Every night that week, Montparnasse came to Cosette's garden with kind words and soft caresses. He neatly evaded her gentle questions about when they would be married. "Patience, my dove," he whispered as he kissed her fingers one last time through the bars. Cosette smiled as he walked away, watching his confident strut. She was utterly smitten.

Éponine spent a lot of time prowling around this garden. She followed Montparnasse occasionally, more from boredom then any other motivation. It happened one night that she was sitting on the stones beneath the garden walls at a critical moment, and she heard the giggling of "that young lady" and Montparnasse's familiar gasps.

"Well. So that's how it is," she muttered darkly. She thought about sweet Marius, who seemed to know little of these matters. She though of his desperation to find this girl. Éponine knew that whatever Marius had planned for when he found her, it was not that. Poor man, he would pine away for this harlot in angel's clothing for a long, long time. Éponine knew that she must show him the truth. Then he would recognize how loyal she, Ponine, was; her thoughts had never strayed from him.

She scurried to the Patron Minette headquarters and hoped that someone helpful would be there.

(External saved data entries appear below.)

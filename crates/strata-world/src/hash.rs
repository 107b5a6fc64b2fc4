//! Integer hashing for deterministic per-cell randomness.

#[inline]
fn hash_u32(mut v: u32) -> u32 {
    v ^= v >> 16;
    v = v.wrapping_mul(0x7feb_352d);
    v ^= v >> 15;
    v = v.wrapping_mul(0x846c_a68b);
    v ^= v >> 16;
    v
}

#[inline]
pub fn hash3(seed: u32, x: i32, y: i32, z: i32) -> u32 {
    let a = (x as u32).wrapping_mul(0x9e37_79b1);
    let b = (y as u32).wrapping_mul(0x85eb_ca6b);
    let c = (z as u32).wrapping_mul(0xc2b2_ae35);
    hash_u32(seed ^ a ^ b ^ c)
}

/// Maps a hash to `[0, 1)`.
#[inline]
pub fn unit(v: u32) -> f32 {
    (v >> 8) as f32 * (1.0 / 16_777_216.0)
}
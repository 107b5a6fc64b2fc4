//! CPU meshing crate: face-culling and marching-cubes extractors.
#![forbid(unsafe_code)]

use std::sync::Arc;

use strata_chunk::{NeighborIndex, VoxelGrid};
use strata_world::MesherKind;

mod face_cull;
mod marching;
pub mod marching_tables;
mod mesh_build;

pub use face_cull::FaceCullMesher;
pub use marching::MarchingCubesMesher;
pub use mesh_build::ChunkMesh;

/// Turns one chunk's voxels into a flat vertex/index buffer in chunk-local
/// space. Implementations hold no mutable state and run on worker threads.
pub trait MeshExtractor: Send + Sync {
    fn name(&self) -> &'static str;

    /// Appends the surface of `grid` to `out`, which is cleared first.
    fn extract_into(&self, grid: &VoxelGrid, neighbors: &dyn NeighborIndex, out: &mut ChunkMesh);

    fn extract(&self, grid: &VoxelGrid, neighbors: &dyn NeighborIndex) -> ChunkMesh {
        let mut out = ChunkMesh::default();
        self.extract_into(grid, neighbors, &mut out);
        out
    }
}

/// Builds the extractor selected in configuration.
pub fn extractor_for(kind: MesherKind, iso_level: f32) -> Arc<dyn MeshExtractor> {
    match kind {
        MesherKind::FaceCull => Arc::new(FaceCullMesher),
        MesherKind::MarchingCubes => Arc::new(MarchingCubesMesher::new(iso_level)),
    }
}

#[inline]
pub(crate) fn check_grid(grid: &VoxelGrid) {
    assert_eq!(
        grid.cells.len(),
        grid.sx * grid.sy * grid.sz,
        "voxel grid storage does not match its dimensions"
    );
}
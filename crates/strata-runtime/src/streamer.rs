use std::collections::VecDeque;
use std::sync::Arc;
use std::time::{Duration, Instant};

use hashbrown::{HashMap, HashSet};
use strata_geom::{Aabb, Vec3};
use strata_mesh_cpu::{MeshExtractor, extractor_for};
use strata_world::{ChunkCoord, ConfigError, TerrainConfig, Voxel, VoxelSampler};

use crate::{ChunkSlot, Runtime, SlotState};

/// What one scheduling pass did.
#[derive(Clone, Copy, Debug, Default, PartialEq, Eq)]
pub struct TickReport {
    pub tick: u64,
    pub center: ChunkCoord,
    pub evicted: usize,
    pub admitted: usize,
    pub dispatched: usize,
    pub harvested: usize,
    pub failed: usize,
}

#[derive(Clone, Copy, Debug, Default, PartialEq, Eq)]
pub struct StreamerStats {
    pub pooled: usize,
    pub ready_to_load: usize,
    pub loading: usize,
    pub loaded: usize,
    pub total: usize,
    pub queued_jobs: usize,
    pub inflight_jobs: usize,
    pub failures: u64,
}

/// Read-only view of a loaded chunk for the renderer. Buffers are replaced
/// wholesale whenever the slot is reused; `generation` changes with them.
#[derive(Clone, Copy, Debug)]
pub struct ChunkRender<'a> {
    pub coord: ChunkCoord,
    pub origin: Vec3,
    pub bounds: Aabb,
    pub vertices: &'a [Vec3],
    pub indices: &'a [u32],
    pub visible: bool,
    pub generation: u64,
}

/// Owns every chunk slot and moves them between the pool, ready-to-load,
/// loading, and loaded collections once per tick. All state transitions happen
/// on the thread that calls [`TerrainStreamer::tick`].
pub struct TerrainStreamer {
    cfg: Arc<TerrainConfig>,
    sampler: Arc<VoxelSampler>,
    runtime: Runtime,
    slots: Vec<ChunkSlot>,
    pool: VecDeque<usize>,
    ready_to_load: VecDeque<usize>,
    loading: Vec<usize>,
    loaded: Vec<usize>,
    by_coord: HashMap<ChunkCoord, usize>,
    /// Offsets within `load_radius`, nearest first, ties by x then z.
    admit_offsets: Vec<ChunkCoord>,
    /// Bound on the observer chunk so every coordinate within the unload
    /// radius stays addressable.
    center_limit: i32,
    last_observer: Vec3,
    ticks: u64,
    failures: u64,
}
use proptest::prelude::*;
use strata_world::{Overhangs, Voxel, VoxelSampler};

proptest! {
    // Two independently constructed samplers agree on every column
    #[test]
    fn identical_inputs_identical_columns(
        seed in any::<i32>(),
        scale in 0.001f32..=1.0,
        wx in -50_000i32..50_000,
        wz in -50_000i32..50_000,
        height in 1usize..=96,
        thin in any::<bool>(),
    ) {
        let overhangs = Overhangs { enable: thin, ..Overhangs::default() };
        let a = VoxelSampler::new(seed, scale, overhangs.clone());
        let b = VoxelSampler::new(seed, scale, overhangs);
        let mut ca = vec![Voxel::EMPTY; height];
        let mut cb = vec![Voxel::STONE; height];
        a.fill_column(wx, wz, &mut ca);
        b.fill_column(wx, wz, &mut cb);
        prop_assert_eq!(ca, cb);
    }

    // Surface height never leaves [0, height]
    #[test]
    fn surface_height_in_range(seed in any::<i32>(), wx in any::<i16>(), wz in any::<i16>(), height in 1usize..=512) {
        let s = VoxelSampler::new(seed, 0.05, Overhangs::default());
        let h = s.surface_height(i32::from(wx), i32::from(wz), height);
        prop_assert!(h >= 0 && h as usize <= height);
    }
}

#[test]
fn different_seeds_differ_somewhere() {
    let a = VoxelSampler::new(1, 0.05, Overhangs::default());
    let b = VoxelSampler::new(2, 0.05, Overhangs::default());
    let differs = (0..64).any(|x| a.surface_height(x, 0, 64) != b.surface_height(x, 0, 64));
    assert!(differs);
}
//! Marching-cubes case tables, derived at first use from the cube topology
//! rather than transcribed.
//!
//! Corners follow [`CORNERS`]; a case index has bit `i` set when corner `i` is
//! inside the surface. Every case resolves ambiguous faces the same way (inside
//! corners on a face are never joined diagonally), so neighboring cubes always
//! agree on their shared face and the result is watertight.

use std::sync::OnceLock;

pub const CASE_COUNT: usize = 256;
pub const MAX_CASE_TRIANGLES: usize = 5;

pub const CORNERS: [[u8; 3]; 8] = crate::face_cull::CUBE_CORNERS;

/// Corner pairs for the 12 cube edges.
pub const EDGES: [[u8; 2]; 12] = [
    [0, 1],
    [1, 2],
    [2, 3],
    [3, 0],
    [4, 5],
    [5, 6],
    [6, 7],
    [7, 4],
    [0, 4],
    [1, 5],
    [2, 6],
    [3, 7],
];

/// Corner loops for the six cube faces, counter-clockwise from outside.
const FACES: [[u8; 4]; 6] = [
    [0, 3, 2, 1],
    [4, 5, 6, 7],
    [0, 4, 7, 3],
    [1, 2, 6, 5],
    [0, 1, 5, 4],
    [3, 7, 6, 2],
];

/// Triangles for one case, as edge-index triples wound outward.
pub type CaseTriangles = Vec<[u8; 3]>;

fn edge_between(a: u8, b: u8) -> u8 {
    EDGES
        .iter()
        .position(|e| (e[0] == a && e[1] == b) || (e[0] == b && e[1] == a))
        .unwrap_or_else(|| unreachable!("corners {a} and {b} share no edge")) as u8
}

fn gen_triangles_for_case(case: u8) -> CaseTriangles {
    let inside = |c: u8| (case >> c) & 1 == 1;
    // next[exit edge] = entry edge, walking the surface boundary on each face.
    let mut next: [Option<u8>; 12] = [None; 12];
    for f in FACES {
        for i in 0..4 {
            let prev = f[(i + 3) % 4];
            if !inside(f[i]) || inside(prev) {
                continue;
            }
            let enter = edge_between(prev, f[i]);
            let mut j = i;
            while inside(f[(j + 1) % 4]) {
                j = (j + 1) % 4;
            }
            let exit = edge_between(f[j], f[(j + 1) % 4]);
            next[exit as usize] = Some(enter);
        }
    }
    let mut out = Vec::new();
    let mut seen = [false; 12];
    for start in 0..12u8 {
        if seen[start as usize] || next[start as usize].is_none() {
            continue;
        }
        let mut ring = vec![start];
        seen[start as usize] = true;
        let mut cur = next[start as usize];
        while let Some(e) = cur {
            if e == start {
                break;
            }
            ring.push(e);
            seen[e as usize] = true;
            cur = next[e as usize];
        }
        // Rings circulate clockwise seen from outside; fan them reversed.
        for t in 1..ring.len().saturating_sub(1) {
            out.push([ring[0], ring[t + 1], ring[t]]);
        }
    }
    out
}

fn build_case_table() -> [CaseTriangles; CASE_COUNT] {
    std::array::from_fn(|i| gen_triangles_for_case(i as u8))
}

/// Edge-index triangles for the corner-inside mask `case`.
pub fn case_triangles(case: u8) -> &'static [[u8; 3]] {
    static CASES: OnceLock<[CaseTriangles; CASE_COUNT]> = OnceLock::new();
    let t = CASES.get_or_init(build_case_table);
    &t[case as usize]
}
use fastnoise_lite::{FastNoiseLite, NoiseType};

use crate::config::{Overhangs, TerrainConfig};
use crate::hash::{hash3, unit};
use crate::Voxel;

const DIRT_DEPTH: i32 = 3;

/// Deterministic heightfield generator. Holds no mutable state, so one instance
/// is shared by every worker and any cell can be re-sampled independently of
/// generation order.
pub struct VoxelSampler {
    noise: FastNoiseLite,
    seed: i32,
    overhangs: Overhangs,
}

impl VoxelSampler {
    pub fn new(seed: i32, noise_scale: f32, overhangs: Overhangs) -> Self {
        let mut noise = FastNoiseLite::with_seed(seed);
        noise.set_noise_type(Some(NoiseType::Perlin));
        noise.set_frequency(Some(noise_scale));
        Self {
            noise,
            seed,
            overhangs,
        }
    }

    pub fn from_config(cfg: &TerrainConfig) -> Self {
        Self::new(cfg.seed, cfg.noise_scale, cfg.overhangs.clone())
    }

    #[inline]
    pub fn seed(&self) -> i32 {
        self.seed
    }

    /// Surface height of the column at world `(wx, wz)`, in `[0, height]`.
    /// Cells below it are solid.
    #[inline]
    pub fn surface_height(&self, wx: i32, wz: i32, height: usize) -> i32 {
        let n = self.noise.get_noise_2d(wx as f32, wz as f32);
        let t = ((n + 1.0) * 0.5).clamp(0.0, 1.0);
        let h = (t * height as f32).round() as i32;
        h.clamp(0, height as i32)
    }

    /// Writes one full column (`column.len()` cells, bottom first).
    pub fn fill_column(&self, wx: i32, wz: i32, column: &mut [Voxel]) {
        assert!(!column.is_empty(), "column height must be > 0");
        let h = self.surface_height(wx, wz, column.len());
        for (y, cell) in column.iter_mut().enumerate() {
            *cell = self.classify(wx, y as i32, wz, h);
        }
    }

    /// Value of a single world cell for a world of `height` cells.
    pub fn cell_at(&self, wx: i32, wy: i32, wz: i32, height: usize) -> Voxel {
        if wy < 0 || wy >= height as i32 {
            return Voxel::EMPTY;
        }
        let h = self.surface_height(wx, wz, height);
        self.classify(wx, wy, wz, h)
    }

    #[inline]
    fn classify(&self, wx: i32, wy: i32, wz: i32, surface: i32) -> Voxel {
        if wy < surface {
            return if wy == surface - 1 {
                Voxel::GRASS
            } else if wy >= surface - 1 - DIRT_DEPTH {
                Voxel::DIRT
            } else {
                Voxel::STONE
            };
        }
        if self.overhangs.enable && self.overhangs.depth > 0 {
            let above = (wy - surface) as u32;
            if above < self.overhangs.depth {
                let fade = 1.0 - above as f32 / self.overhangs.depth as f32;
                let p = self.overhangs.probability * fade;
                if unit(hash3(self.seed as u32, wx, wy, wz)) < p {
                    return Voxel::DIRT;
                }
            }
        }
        Voxel::EMPTY
    }
}
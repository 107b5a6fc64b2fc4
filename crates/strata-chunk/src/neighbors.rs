use strata_world::{Voxel, VoxelSampler};

use crate::VoxelGrid;

/// The six axis directions, in face-table order.
#[derive(Clone, Copy, Debug, PartialEq, Eq, Hash)]
pub enum Direction {
    PosZ,
    PosX,
    NegZ,
    NegX,
    PosY,
    NegY,
}

impl Direction {
    pub const ALL: [Direction; 6] = [
        Direction::PosZ,
        Direction::PosX,
        Direction::NegZ,
        Direction::NegX,
        Direction::PosY,
        Direction::NegY,
    ];

    #[inline]
    pub const fn delta(self) -> (i32, i32, i32) {
        match self {
            Direction::PosZ => (0, 0, 1),
            Direction::PosX => (1, 0, 0),
            Direction::NegZ => (0, 0, -1),
            Direction::NegX => (-1, 0, 0),
            Direction::PosY => (0, 1, 0),
            Direction::NegY => (0, -1, 0),
        }
    }

    #[inline]
    pub const fn opposite(self) -> Direction {
        match self {
            Direction::PosZ => Direction::NegZ,
            Direction::PosX => Direction::NegX,
            Direction::NegZ => Direction::PosZ,
            Direction::NegX => Direction::PosX,
            Direction::PosY => Direction::NegY,
            Direction::NegY => Direction::PosY,
        }
    }

    /// Position in [`Direction::ALL`].
    #[inline]
    pub const fn index(self) -> usize {
        self as usize
    }
}

/// Voxel lookup around a chunk's own grid. Implementations decide what lies
/// past the grid edge.
pub trait NeighborIndex {
    /// Cell at signed local coordinates, which may fall outside `grid`.
    fn cell(&self, grid: &VoxelGrid, x: i32, y: i32, z: i32) -> Voxel;

    /// The 6-connected neighbor of local cell `(x, y, z)`.
    #[inline]
    fn neighbor(&self, grid: &VoxelGrid, x: usize, y: usize, z: usize, dir: Direction) -> Voxel {
        let (dx, dy, dz) = dir.delta();
        self.cell(grid, x as i32 + dx, y as i32 + dy, z as i32 + dz)
    }
}

/// Everything outside the grid is empty, so chunk seams always emit faces.
#[derive(Clone, Copy, Debug, Default)]
pub struct BoundedNeighbors;

impl NeighborIndex for BoundedNeighbors {
    #[inline]
    fn cell(&self, grid: &VoxelGrid, x: i32, y: i32, z: i32) -> Voxel {
        grid.get(x, y, z).unwrap_or(Voxel::EMPTY)
    }
}

/// Answers out-of-grid horizontal lookups by re-sampling the generator for that
/// world cell. Cells above or below the grid stay empty.
pub struct SampledNeighbors<'a> {
    sampler: &'a VoxelSampler,
}

impl<'a> SampledNeighbors<'a> {
    pub fn new(sampler: &'a VoxelSampler) -> Self {
        Self { sampler }
    }
}

impl NeighborIndex for SampledNeighbors<'_> {
    fn cell(&self, grid: &VoxelGrid, x: i32, y: i32, z: i32) -> Voxel {
        if let Some(v) = grid.get(x, y, z) {
            return v;
        }
        if y < 0 || y >= grid.sy as i32 {
            return Voxel::EMPTY;
        }
        let (bx, bz) = grid.base();
        self.sampler
            .cell_at(bx.saturating_add(x), y, bz.saturating_add(z), grid.sy)
    }
}
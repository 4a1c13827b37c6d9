// src/application/mod.rs
//
// Application Layer
//
// ARCHITECTURE:
// - Sits between the CLI and the services
// - Wires collaborators once per invocation (AppState)
// - Turns service results into the audit report

pub mod commands;
pub mod dto;
pub mod report;
pub mod state;

pub use commands::*;
pub use dto::*;
pub use report::{AuditReport, AUDIT_FILE_NAME};
pub use state::AppState;
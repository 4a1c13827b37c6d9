// src/domain/resolution/value_objects.rs
//
// Resolution Value Objects
//
// Pure data structures describing what the resolution phase decided about
// every scanned file. They are the only input the layout planner, the
// conversion driver and the audit report see.
//
// CRITICAL INVARIANTS:
// - A group is never empty and all members share one key
// - A group yields exactly one GroupOutcome (resolved XOR ambiguous)
// - No I/O, no clocks: same input → same values

use serde::{Deserialize, Serialize};
use std::path::PathBuf;
use thiserror::Error;

use crate::domain::submission::{SubmissionIdentity, SubmissionKey};
use crate::domain::{DomainError, DomainResult};

// ============================================================================
// PARSE FAILURES (UnparseableName)
// ============================================================================

/// A file that could not be read through the naming convention.
/// Excluded from grouping, always reported.
#[derive(Debug, Clone, PartialEq, Eq, Serialize, Deserialize)]
pub struct ParseFailure {
    pub path: PathBuf,
    pub reason: UnparseableReason,

    /// Key the file would have had if only its extension was wrong.
    /// Used to hold that group for review.
    pub would_be_key: Option<SubmissionKey>,
}

impl ParseFailure {
    pub fn new(path: PathBuf, reason: UnparseableReason) -> Self {
        Self {
            path,
            reason,
            would_be_key: None,
        }
    }

    pub fn with_key(mut self, key: SubmissionKey) -> Self {
        self.would_be_key = Some(key);
        self
    }
}

/// Why a filename was rejected
#[derive(Debug, Clone, PartialEq, Eq, Error, Serialize, Deserialize)]
#[serde(rename_all = "snake_case", tag = "kind", content = "detail")]
pub enum UnparseableReason {
    #[error("expected at least 4 name fields, found {0}")]
    TooFewTokens(usize),

    #[error("expected at most 6 name fields, found {0}")]
    TooManyTokens(usize),

    #[error("empty name field at position {0}")]
    EmptyToken(usize),

    #[error("name field {0:?} looks like an index or revision marker")]
    MisplacedMarker(String),

    #[error("trailing field {0:?} is neither an index nor an R<n> revision")]
    UnrecognizedToken(String),

    #[error("unsupported extension .{0}")]
    UnsupportedExtension(String),

    #[error("file has no extension")]
    MissingExtension,

    #[error("filename is not valid UTF-8")]
    NonUtf8,

    #[error("file is not under Papers/<area>/ or Posters/<category>/<area>/: {0}")]
    UnexpectedLocation(String),

    #[error("cannot be read: {0}")]
    Unreadable(String),
}

// ============================================================================
// SUBMISSION GROUP
// ============================================================================

/// All identities sharing one logical-submission key
#[derive(Debug, Clone, PartialEq, Eq, Serialize, Deserialize)]
pub struct SubmissionGroup {
    key: SubmissionKey,
    members: Vec<SubmissionIdentity>,
}

impl SubmissionGroup {
    /// Opens a group with its first member
    pub fn new(first: SubmissionIdentity) -> Self {
        Self {
            key: first.key(),
            members: vec![first],
        }
    }

    /// Builds a group from a full member list
    pub fn from_members(members: Vec<SubmissionIdentity>) -> DomainResult<Self> {
        let mut members = members.into_iter();
        let first = members.next().ok_or_else(|| {
            DomainError::InvariantViolation("Submission group cannot be empty".to_string())
        })?;

        let mut group = Self::new(first);
        for member in members {
            group.push(member)?;
        }
        Ok(group)
    }

    pub(crate) fn push(&mut self, identity: SubmissionIdentity) -> DomainResult<()> {
        if identity.key() != self.key {
            return Err(DomainError::InvariantViolation(format!(
                "{:?} does not belong to group {}",
                identity.path, self.key
            )));
        }
        self.members.push(identity);
        Ok(())
    }

    pub fn key(&self) -> &SubmissionKey {
        &self.key
    }

    pub fn members(&self) -> &[SubmissionIdentity] {
        &self.members
    }

    pub fn paths(&self) -> Vec<PathBuf> {
        self.members.iter().map(|m| m.path.clone()).collect()
    }

    pub fn len(&self) -> usize {
        self.members.len()
    }

    pub fn is_empty(&self) -> bool {
        self.members.is_empty()
    }
}

// ============================================================================
// RESOLVED GROUP / RESOLVED SUBMISSION
// ============================================================================

/// An older revision removed in favour of the kept one
#[derive(Debug, Clone, PartialEq, Eq, Serialize, Deserialize)]
pub struct DiscardedRevision {
    pub path: PathBuf,
    pub revision: u32,
    pub kept_revision: u32,
}

/// A group whose maximum revision is unique
#[derive(Debug, Clone, PartialEq, Eq, Serialize, Deserialize)]
pub struct ResolvedGroup {
    pub key: SubmissionKey,
    pub kept: SubmissionIdentity,
    pub discarded: Vec<DiscardedRevision>,
}

/// The kept file plus where it goes
#[derive(Debug, Clone, PartialEq, Eq, Serialize, Deserialize)]
pub struct ResolvedSubmission {
    pub identity: SubmissionIdentity,
    pub destination: PathBuf,

    /// Only posters get a QR code
    pub qr_link: Option<String>,
}

// ============================================================================
// AMBIGUITY
// ============================================================================

/// Why a group needs a human decision
#[derive(Debug, Clone, PartialEq, Eq, Serialize, Deserialize)]
#[serde(rename_all = "snake_case", tag = "kind")]
pub enum AmbiguityReason {
    /// Two or more members share the maximum revision
    RevisionTie { revision: u32, paths: Vec<PathBuf> },

    /// Members are filed under different areas or categories
    MetadataConflict {
        areas: Vec<String>,
        categories: Vec<String>,
    },

    /// Poster filed under a category directory that is not Core/Non-core/Associated
    UnrecognizedCategory { label: String },

    /// An unparseable file carries this group's name and might be its newest revision
    UnparseableMember { paths: Vec<PathBuf> },
}

impl AmbiguityReason {
    /// Taxonomy name used in reports
    pub fn taxonomy(&self) -> &'static str {
        match self {
            AmbiguityReason::RevisionTie { .. } => "RevisionTieAmbiguity",
            AmbiguityReason::MetadataConflict { .. }
            | AmbiguityReason::UnrecognizedCategory { .. } => "MetadataConflictAmbiguity",
            AmbiguityReason::UnparseableMember { .. } => "UnparseableName",
        }
    }
}

impl std::fmt::Display for AmbiguityReason {
    fn fmt(&self, f: &mut std::fmt::Formatter<'_>) -> std::fmt::Result {
        match self {
            AmbiguityReason::RevisionTie { revision, paths } => {
                write!(f, "{} files share the latest revision R{}", paths.len(), revision)
            }
            AmbiguityReason::MetadataConflict { areas, categories } => {
                write!(f, "filed inconsistently")?;
                if areas.len() > 1 {
                    write!(f, "; areas: {}", areas.join(", "))?;
                }
                if categories.len() > 1 {
                    write!(f, "; categories: {}", categories.join(", "))?;
                }
                Ok(())
            }
            AmbiguityReason::UnrecognizedCategory { label } => {
                write!(f, "unknown poster category {:?}", label)
            }
            AmbiguityReason::UnparseableMember { paths } => {
                write!(f, "{} unparseable file(s) carry this name", paths.len())
            }
        }
    }
}

/// A group that failed resolution. Terminal: no output is produced for it.
#[derive(Debug, Clone, PartialEq, Eq, Serialize, Deserialize)]
pub struct AmbiguityReport {
    pub key: SubmissionKey,
    pub reasons: Vec<AmbiguityReason>,

    /// Every member of the group, for direct review
    pub paths: Vec<PathBuf>,
}

// ============================================================================
// GROUP OUTCOME (TOP-LEVEL RESULT PER GROUP)
// ============================================================================

/// Resolved or ambiguous, never both
#[derive(Debug, Clone, PartialEq, Eq, Serialize, Deserialize)]
pub enum GroupOutcome {
    Resolved(ResolvedGroup),
    Ambiguous(AmbiguityReport),
}

impl GroupOutcome {
    pub fn is_resolved(&self) -> bool {
        matches!(self, GroupOutcome::Resolved(_))
    }

    pub fn resolved(&self) -> Option<&ResolvedGroup> {
        match self {
            GroupOutcome::Resolved(group) => Some(group),
            GroupOutcome::Ambiguous(_) => None,
        }
    }

    pub fn ambiguity(&self) -> Option<&AmbiguityReport> {
        match self {
            GroupOutcome::Resolved(_) => None,
            GroupOutcome::Ambiguous(report) => Some(report),
        }
    }

    pub fn key(&self) -> &SubmissionKey {
        match self {
            GroupOutcome::Resolved(group) => &group.key,
            GroupOutcome::Ambiguous(report) => &report.key,
        }
    }
}

// ============================================================================
// CONVERSION RESULTS
// ============================================================================

/// Step of the conversion pipeline that failed
#[derive(Debug, Clone, Copy, PartialEq, Eq, Serialize, Deserialize)]
#[serde(rename_all = "snake_case")]
pub enum ConversionStage {
    Prepare,
    Copy,
    Render,
    Stamp,
}

impl std::fmt::Display for ConversionStage {
    fn fmt(&self, f: &mut std::fmt::Formatter<'_>) -> std::fmt::Result {
        match self {
            ConversionStage::Prepare => write!(f, "prepare"),
            ConversionStage::Copy => write!(f, "copy"),
            ConversionStage::Render => write!(f, "render"),
            ConversionStage::Stamp => write!(f, "stamp"),
        }
    }
}

/// One resolved submission whose output could not be produced
#[derive(Debug, Clone, PartialEq, Eq, Serialize, Deserialize)]
pub struct ConversionFailure {
    pub source: PathBuf,
    pub destination: PathBuf,
    pub stage: ConversionStage,
    pub message: String,
}

/// One output file that was written
#[derive(Debug, Clone, PartialEq, Eq, Serialize, Deserialize)]
pub struct ProducedFile {
    pub source: PathBuf,
    pub destination: PathBuf,
    pub stamped: bool,
}

// ============================================================================
// TESTS
// ============================================================================

#[cfg(test)]
mod tests {
    use super::*;
    use crate::domain::submission::{DocumentKind, SourceFormat};

    fn paper(last: &str, revision: u32) -> SubmissionIdentity {
        SubmissionIdentity {
            last_name: last.to_string(),
            first_name: "Wen".to_string(),
            school: "UTK".to_string(),
            advisor: "Wang".to_string(),
            index: 1,
            revision,
            kind: DocumentKind::Paper,
            format: SourceFormat::Word,
            path: PathBuf::from(format!("/in/Papers/Area/{}_Wen_UTK_Wang_1_R{}.docx", last, revision)),
            area: "Area".to_string(),
            category: None,
        }
    }

    #[test]
    fn test_group_rejects_foreign_member() {
        let result = SubmissionGroup::from_members(vec![paper("Zhang", 0), paper("Li", 0)]);
        assert!(matches!(result, Err(DomainError::InvariantViolation(_))));
    }

    #[test]
    fn test_group_cannot_be_empty() {
        assert!(SubmissionGroup::from_members(Vec::new()).is_err());
    }

    #[test]
    fn test_group_keeps_member_order() {
        let group =
            SubmissionGroup::from_members(vec![paper("Zhang", 2), paper("zhang", 0)]).unwrap();
        assert_eq!(group.len(), 2);
        assert_eq!(group.members()[0].revision, 2);
        assert_eq!(group.members()[1].revision, 0);
    }

    #[test]
    fn test_outcome_accessors() {
        let group = paper("Zhang", 1);
        let resolved = GroupOutcome::Resolved(ResolvedGroup {
            key: group.key(),
            kept: group.clone(),
            discarded: Vec::new(),
        });
        assert!(resolved.is_resolved());
        assert!(resolved.resolved().is_some());
        assert!(resolved.ambiguity().is_none());

        let ambiguous = GroupOutcome::Ambiguous(AmbiguityReport {
            key: group.key(),
            reasons: vec![AmbiguityReason::RevisionTie {
                revision: 1,
                paths: vec![group.path.clone()],
            }],
            paths: vec![group.path.clone()],
        });
        assert!(!ambiguous.is_resolved());
        assert_eq!(ambiguous.key(), &group.key());
    }

    #[test]
    fn test_reason_taxonomy() {
        let tie = AmbiguityReason::RevisionTie {
            revision: 1,
            paths: Vec::new(),
        };
        let conflict = AmbiguityReason::MetadataConflict {
            areas: vec!["A".to_string(), "B".to_string()],
            categories: Vec::new(),
        };
        assert_eq!(tie.taxonomy(), "RevisionTieAmbiguity");
        assert_eq!(conflict.taxonomy(), "MetadataConflictAmbiguity");
        assert_eq!(conflict.to_string(), "filed inconsistently; areas: A, B");
    }

    #[test]
    fn test_unparseable_reason_display() {
        assert_eq!(
            UnparseableReason::TooFewTokens(3).to_string(),
            "expected at least 4 name fields, found 3"
        );
        assert_eq!(
            UnparseableReason::UnsupportedExtension("key".to_string()).to_string(),
            "unsupported extension .key"
        );
    }
}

Babet was in fact there alone.

"You need to distract Parnasse for me three nights hence," she said hastily. "I've got things to do that night, and I don't need him hanging around."

"Hm. I'll bet I can guess what that is. Tell me exactly, Mamselle Jondrette.. or is it Madame Montparnasse these days -"

"Neither!" she spat. "I'm just Ponine."

"Well, then. Ponine." He advanced toward her and reached out a thin finger to twirl in her stringy hair. "Why should I do this for you?"

Ponine reclaimed her hair and tucked it up under her bonnet. "Because you're a nice man?" she offered hopefully. His face showed no mercy, and she changed to pleading. "Babet, my dear friend.."

"Apparently not dear enough," he retorted. He stepped back and folded his arms across his chest, petulantly.

"Fine," she muttered, and began unfastening her dress.